Solving Service Science = a simulated ecology of nations, businesses, families, people that can perform a …

Above are technology part of solution…

They both have a social component as well…

Out of the lab

Simulated can become part of society

What new rules are required in society?

… when the capability becomes a fact in reality

The environment in service science is not neutral

The rights to access the environment are the responsibility of some entity

For example – who can touch your body and in what context (self, romantic partners, doctors, police, eldercare, childcare, etc.

Need less creepy examples that are concrete

Abstract examples of environment
The future (who takes responsibility)
The past (who takes responsibility)

Finally disciple integration, not replacement
Culture integration, not replacement
Industry sub-system integration, not replacement

A service scientist looks at the world and what do they see?

Components: tech, social (laws), pedagogical (myths)

Harari – sapiens book

…address the challenge of “solving” all disciplines – from artificial intelligence to economics to service science. Harari’s “Sapiens” discusses – especially p. 356-362 the “Collapse of the Family and Community” and the rise of the “Individual” in service systems. Horgan’s “The End of Science” https://www.amazon.com/End-Science-Knowledge-Twilight-Scientific-ebook/dp/B00TT1VLKO/

Again, I think every discipline has to make many discoveries, but ultimately to be solved (a) a technology must be created that can use the discipline knowledge to understand disciplinary problems in a deep way, and propose alternative solutions, arrangements, future actions that matter to people in the discipline, and (b) a social integration challenge must be solved for that technology component into the discipline and broader society as a whole. The example for AI is (a) driverless car technological capabilities and (b) driverless cars in wide use on the roads in society.

Other issues – Scaling: “Scaling” is important issue, since I mentioned that many “solutions” end up being a problem – causing unintended consequences and great suffering for certain entities.

For “solving economics” perhaps “Kaldor-Hicks” for solving conflict and disagreements and reaching harmonization – see https://en.wikipedia.org/wiki/Kaldor%E2%80%93Hicks_efficiency – and the need for a simulator technology to explore a very very large space of cultures and entities, and how that simulator would become adopted by economists and integrated into society.
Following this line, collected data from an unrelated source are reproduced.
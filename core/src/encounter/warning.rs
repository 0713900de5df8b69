//! Pre-spawn countdown
//!
//! A warning is bound to one scheduled spawn time. Each tick compares the
//! remaining seconds against the previous tick, so a minute mark is announced
//! once even when ticks are late or skipped.

use chrono::{DateTime, Utc};

use super::definition::BroadcastSettings;
use crate::world::{Announcement, Broadcaster, Channels};

/// Seconds before spawn at which the progress bar appears
pub const PROGRESS_BAR_SECS: i64 = 60;

#[derive(Debug, Clone)]
pub struct SpawnWarning {
    encounter: String,
    mob: String,
    target: DateTime<Utc>,
    /// Remaining seconds seen by the previous tick
    last_remaining: i64,
    bar_shown: bool,
    finished: bool,
}

impl SpawnWarning {
    pub fn start(encounter: &str, mob: &str, target: DateTime<Utc>, now: DateTime<Utc>) -> Self {
        Self {
            encounter: encounter.to_string(),
            mob: mob.to_string(),
            target,
            // One past the real value so a mark hit exactly on the first tick counts
            last_remaining: (target - now).num_seconds().saturating_add(1),
            bar_shown: false,
            finished: false,
        }
    }

    pub fn target(&self) -> DateTime<Utc> {
        self.target
    }

    pub fn is_finished(&self) -> bool {
        self.finished
    }

    pub fn tick<B>(&mut self, settings: &BroadcastSettings, now: DateTime<Utc>, out: &mut B)
    where
        B: Broadcaster + ?Sized,
    {
        if self.finished {
            return;
        }
        let remaining = (self.target - now).num_seconds();
        if remaining <= 0 {
            self.stop(out);
            return;
        }

        // Several marks crossed in one tick collapse to the nearest one
        let crossed = settings
            .warning_minutes
            .iter()
            .copied()
            .filter(|&minutes| {
                let mark = i64::from(minutes) * 60;
                self.last_remaining > mark && remaining <= mark
            })
            .min();
        let channels = Channels {
            chat: settings.warning_chat,
            title: settings.warning_title,
        };
        if let Some(minutes) = crossed
            && channels.any()
        {
            out.announce(Announcement::SpawnWarning {
                encounter: self.encounter.clone(),
                mob: self.mob.clone(),
                minutes,
                channels,
            });
        }

        if settings.warning_progress_bar && remaining <= PROGRESS_BAR_SECS {
            if !self.bar_shown {
                self.bar_shown = true;
                out.announce(Announcement::CountdownShown {
                    encounter: self.encounter.clone(),
                    mob: self.mob.clone(),
                });
            }
            out.announce(Announcement::CountdownProgress {
                encounter: self.encounter.clone(),
                progress: remaining as f64 / PROGRESS_BAR_SECS as f64,
                seconds_remaining: remaining,
            });
        }

        self.last_remaining = remaining;
    }

    /// End the countdown, hiding the bar if it was shown. Idempotent.
    pub fn stop<B>(&mut self, out: &mut B)
    where
        B: Broadcaster + ?Sized,
    {
        if self.bar_shown {
            self.bar_shown = false;
            out.announce(Announcement::CountdownHidden {
                encounter: self.encounter.clone(),
            });
        }
        self.finished = true;
    }
}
For “solving service science” – considerations of “Service” and “Value Co-Creation” and “Trust” and “Responsibility” – and the need (???) perhaps for solving AI and Economics to build the (a) service ecology simulator technology to explore a very large combinatorial space (perhaps running on IBM Quantum Computers someday), and (b) the need for potentially having a culture that rapidly rebuilds from scratch repeatedly as it deals with the unintended consequences of alternative pathways for solving the problems of enjoying the benefits of an advanced civilization without causing too much suffering for other entities.